| Your assignment |
When you reach the line with "use clap::Parser;" in the listing below, transcribe it and each line after it up to and including the line with "let _args = Args::parse();", exactly and with nothing else.

>>

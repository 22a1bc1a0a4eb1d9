#![no_main]
use libfuzzer_sys::fuzz_target;

use lzo_flex::decompress;

fuzz_target!(|data: &[u8]| {
    // Decoding arbitrary bytes may fail, but must never panic or write out
    // of bounds.
    let _ = decompress(data, 1 << 16);
    let _ = decompress(data, 0);
});
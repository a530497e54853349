//! CLI entry point for lstree

use std::io::{self, BufWriter};
use std::path::Path;
use std::process;

use clap::Parser;
use lstree::TreeWalker;

/// The walk always starts here and is printed as the first line.
const ROOT: &str = ".";

#[derive(Parser, Debug)]
#[command(name = "lstree")]
#[command(about = "Print the current directory as a tree, skipping node_modules, .git, build output and friends")]
#[command(version)]
struct Args {}

fn main() {
    // Logs go to stderr; warn by default, RUST_LOG=debug for the walk summary
    env_logger::Builder::from_env(env_logger::Env::default().default_filter_or("warn"))
        .try_init()
        .ok();

    let _args = Args::parse();

    // `print` flushes before returning, so lines written ahead of a fatal
    // error are not lost to `process::exit`
    let walker = TreeWalker::new();
    if let Err(e) = walker.print(Path::new(ROOT), BufWriter::new(io::stdout().lock())) {
        eprintln!("lstree: {}", e);
        process::exit(1);
    }
}
//! Directory tree walking logic
//!
//! `TreeWalker` lists a directory depth-first, drops the names in the
//! `IgnoreSet`, sorts what is left by name and hands every entry to a
//! `TreeOutput` sink along with the prefix its ancestors contribute.

mod ignore;
mod traversal;
mod walker;

// Re-export public types
pub use ignore::{IGNORED_NAMES, IgnoreSet};
pub use traversal::{Entry, child_prefix, is_permission_denied, read_sorted_entries};
pub use walker::{ListDir, TreeWalker, WalkSummary};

<<

| Finished exercise |
use clap::Parser;
use lstree::TreeWalker;

/// The walk always starts here and is printed as the first line.
const ROOT: &str = ".";

#[derive(Parser, Debug)]
#[command(name = "lstree")]
#[command(about = "Print the current directory as a tree, skipping node_modules, .git, build output and friends")]
#[command(version)]
struct Args {}

fn main() {
    // Logs go to stderr; warn by default, RUST_LOG=debug for the walk summary
    env_logger::Builder::from_env(env_logger::Env::default().default_filter_or("warn"))
        .try_init()
        .ok();

    let _args = Args::parse();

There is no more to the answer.